Most U.S. hiring managers have a positive outlook for their company’s hiring opportunities for the remainder of the year (81%), and report feelings of optimism (48%), hopefulness (41%) and confidence (41%). 

Several industries continued to see employment trending upwards, including health care, social assistance, leisure and hospitality, professional, scientific, technical services, retail and government.  

This is expected to continue for the remainder of the year, with 3 in 5 U.S. hiring managers (60%) saying their company plans to increase the number of employees in the second half of 2024 — though few plan to make significant increases in the number of employees (15%).

New business/opportunities may be driving company efforts for workforce increases, as many attribute these plans to the need to manage increased volumes of work (50%) and fill newly created positions (44%), on par with past waves.    

Hiring Uncertainty 

On the other hand, around a third of companies (32%) report they plan to stay at about the same number or make no change to headcount in the second half of 2024, and very few (6%) plan to reduce their employee count, also on par with previous waves.  

For those few planning to decrease the number of employees, most say it is to reduce costs (71%). A quarter say it is due to increased use of automation/technology/artificial intelligence (AI) (25%, compared to 16% last survey) and the need to align with the decline in demand at the company (25%).   

A third of hiring managers planning to decrease their workforce or keep the status quo point to budgetary constraints as the reason their company is not hiring or increasing the number of employees — reporting their company does not have enough money in the budget this year/is unable to afford to hire right now (33%).  

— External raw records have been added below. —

//! Header bell with badge and the notification tray it opens.

use dioxus::prelude::*;

use crate::app::panels_context::use_panels;
use crate::panels::notifications::Notification;

#[component]
pub fn NotificationBell() -> Element {
    let panels = use_panels();

    // Close and bell timers are spawned in this scope and die with it
    use_drop(move || {
        let mut tray = panels.tray;
        if let Ok(mut state) = tray.try_write() {
            state.reset_transitions();
        };
    });

    let tray = panels.tray.read();

    let count = tray.unread();
    let open = tray.is_open();
    let bell_class = if tray.is_bell_animating() { "bell ringing" } else { "bell" };
    let tray_class = if tray.is_closing() { "tray closing" } else { "tray" };
    let notifications = tray.notifications().to_vec();
    drop(tray);

    rsx! {
        div { class: "notification-bell",
            button {
                class: "{bell_class}",
                "aria-label": "Notificaciones",
                onclick: move |_| {
                    spawn(panels.toggle_tray());
                },
                "🔔"
                if count > 0 {
                    span { class: "badge", "{count}" }
                }
            }
            if open {
                div { class: "{tray_class}",
                    header { class: "tray-header",
                        strong { "Notificaciones" }
                        if count > 0 {
                            button {
                                class: "btn-ghost",
                                title: "Borrar todas",
                                onclick: move |_| {
                                    spawn(async move {
                                        panels.clear_notifications().await;
                                    });
                                },
                                "🗑"
                            }
                        }
                    }
                    if notifications.is_empty() {
                        p { class: "text-muted", "No hay notificaciones" }
                    }
                    ul {
                        for n in notifications {
                            TrayItem { key: "{n.id}", notification: n }
                        }
                    }
                }
            }
        }
    }
}

#[component]
fn TrayItem(notification: Notification) -> Element {
    let panels = use_panels();
    let id = notification.id;
    let class = format!("tray-item {}", notification.category().css_class());
    let title = notification.title.clone();
    let message = notification.message.clone();
    let stamp = notification
        .timestamp
        .map(|ts| ts.format("%d/%m %H:%M").to_string());

    rsx! {
        li { class: "{class}",
            div {
                if let Some(title) = title {
                    strong { "{title}" }
                }
                p { "{message}" }
                if let Some(stamp) = stamp {
                    small { class: "text-muted", "{stamp}" }
                }
            }
            button {
                class: "btn-ghost",
                "aria-label": "Archivar",
                onclick: move |_| {
                    spawn(async move {
                        panels.remove_notification(id).await;
                    });
                },
                "×"
            }
        }
    }
}
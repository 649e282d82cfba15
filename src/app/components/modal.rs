//! Modal dialog with a backdrop that closes on click.

use dioxus::prelude::*;

#[component]
pub fn Modal(
    title: String,
    is_open: bool,
    on_close: EventHandler<()>,
    children: Element,
) -> Element {
    if !is_open {
        return rsx! {};
    }

    rsx! {
        div { class: "modal",
            div { class: "modal-backdrop", onclick: move |_| on_close.call(()) }
            div { class: "modal-panel", role: "dialog",
                header { class: "modal-header",
                    h3 { "{title}" }
                    button {
                        class: "btn-ghost",
                        "aria-label": "Cerrar",
                        onclick: move |_| on_close.call(()),
                        "×"
                    }
                }
                div { class: "modal-body", {children} }
            }
        }
    }
}
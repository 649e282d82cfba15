#![allow(clippy::unwrap_used, clippy::expect_used, clippy::panic)]
//! AST-level test to keep every channel bounded.
//!
//! The app bus is a bounded `futures` mpsc channel: publishers use
//! `try_send` and drop the event (with a warning) when the shell falls
//! behind. An unbounded channel would instead queue navigation and logout
//! requests without limit while a page is busy.
//!
//! Example of bad code:
//! ```ignore
//! let (tx, rx) = mpsc::unbounded();
//! ```
//!
//! Example of correct code:
//! ```ignore
//! let (bus, stream) = EventBus::channel(BUS_CAPACITY);
//! ```

use std::fs;
use std::path::Path;
use syn::visit::Visit;
use syn::{Expr, ExprCall, File};
use walkdir::WalkDir;

const UNBOUNDED_CONSTRUCTORS: &[&str] = &["unbounded", "unbounded_channel"];

struct UnboundedVisitor {
    current_file: String,
    violations: Vec<(String, String)>,
}

impl<'ast> Visit<'ast> for UnboundedVisitor {
    fn visit_expr_call(&mut self, call: &'ast ExprCall) {
        if let Expr::Path(path) = &*call.func {
            if let Some(last) = path.path.segments.last() {
                let name = last.ident.to_string();
                if UNBOUNDED_CONSTRUCTORS.contains(&name.as_str()) {
                    self.violations
                        .push((self.current_file.clone(), format!("{}() call", name)));
                }
            }
        }
        syn::visit::visit_expr_call(self, call);
    }
}

fn analyze_source(file: &str, source: &str) -> Vec<(String, String)> {
    let syntax: File = match syn::parse_file(source) {
        Ok(s) => s,
        Err(e) => {
            eprintln!("Warning: Failed to parse {}: {}", file, e);
            return vec![];
        }
    };

    let mut visitor = UnboundedVisitor {
        current_file: file.to_string(),
        violations: Vec::new(),
    };
    visitor.visit_file(&syntax);
    visitor.violations
}

#[test]
fn detects_unbounded_constructors() {
    let bad_code = r#"
        fn wire() {
            let (tx, rx) = futures::channel::mpsc::unbounded();
            let (tx2, rx2) = tokio::sync::mpsc::unbounded_channel::<u8>();
        }
    "#;
    assert_eq!(analyze_source("test.rs", bad_code).len(), 2);
}

#[test]
fn allows_bounded_channel() {
    let good_code = r#"
        fn wire() {
            let (sender, receiver) = mpsc::channel(32);
        }
    "#;
    assert!(analyze_source("test.rs", good_code).is_empty());
}

#[test]
fn no_unbounded_channel_violations() {
    let src_dir = Path::new(env!("CARGO_MANIFEST_DIR")).join("src");

    let mut all_violations = Vec::new();

    for entry in WalkDir::new(&src_dir)
        .into_iter()
        .filter_map(|e| e.ok())
        .filter(|e| e.path().extension().is_some_and(|ext| ext == "rs"))
    {
        let content = match fs::read_to_string(entry.path()) {
            Ok(c) => c,
            Err(_) => continue,
        };
        all_violations.extend(analyze_source(&entry.path().display().to_string(), &content));
    }

    if !all_violations.is_empty() {
        let mut error_msg = String::from(
            "\n\nFound unbounded channels!\n\
             Use a bounded channel and try_send so a slow consumer sheds load.\n\
             Violations:\n",
        );

        for (file, context) in &all_violations {
            error_msg.push_str(&format!("  - {}: {}\n", file, context));
        }

        panic!("{}", error_msg);
    }
}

This is followed by feeling as though they do not need to hire more employees (30%) and waiting to see if the workload will level out before hiring additional employees (22%).  

“It’s encouraging to see so many companies optimistic about their hiring plans for the remainder of the year across diverse industries,” said Bill Stoller, Express Employment International CEO. “With labor demands shifting from traditional roles, job seekers should research in-demand careers and begin the credentialing process now to stand out from the competition. It’s evident employers are looking to do more than just fill positions; they are looking for the right fit.”  

Survey Methodology

The Job Insights survey was conducted online within the United States by The Harris Poll on behalf of Express Employment Professionals between May 16 and June 3, 2024, among 1,003 U.S. hiring decision-makers.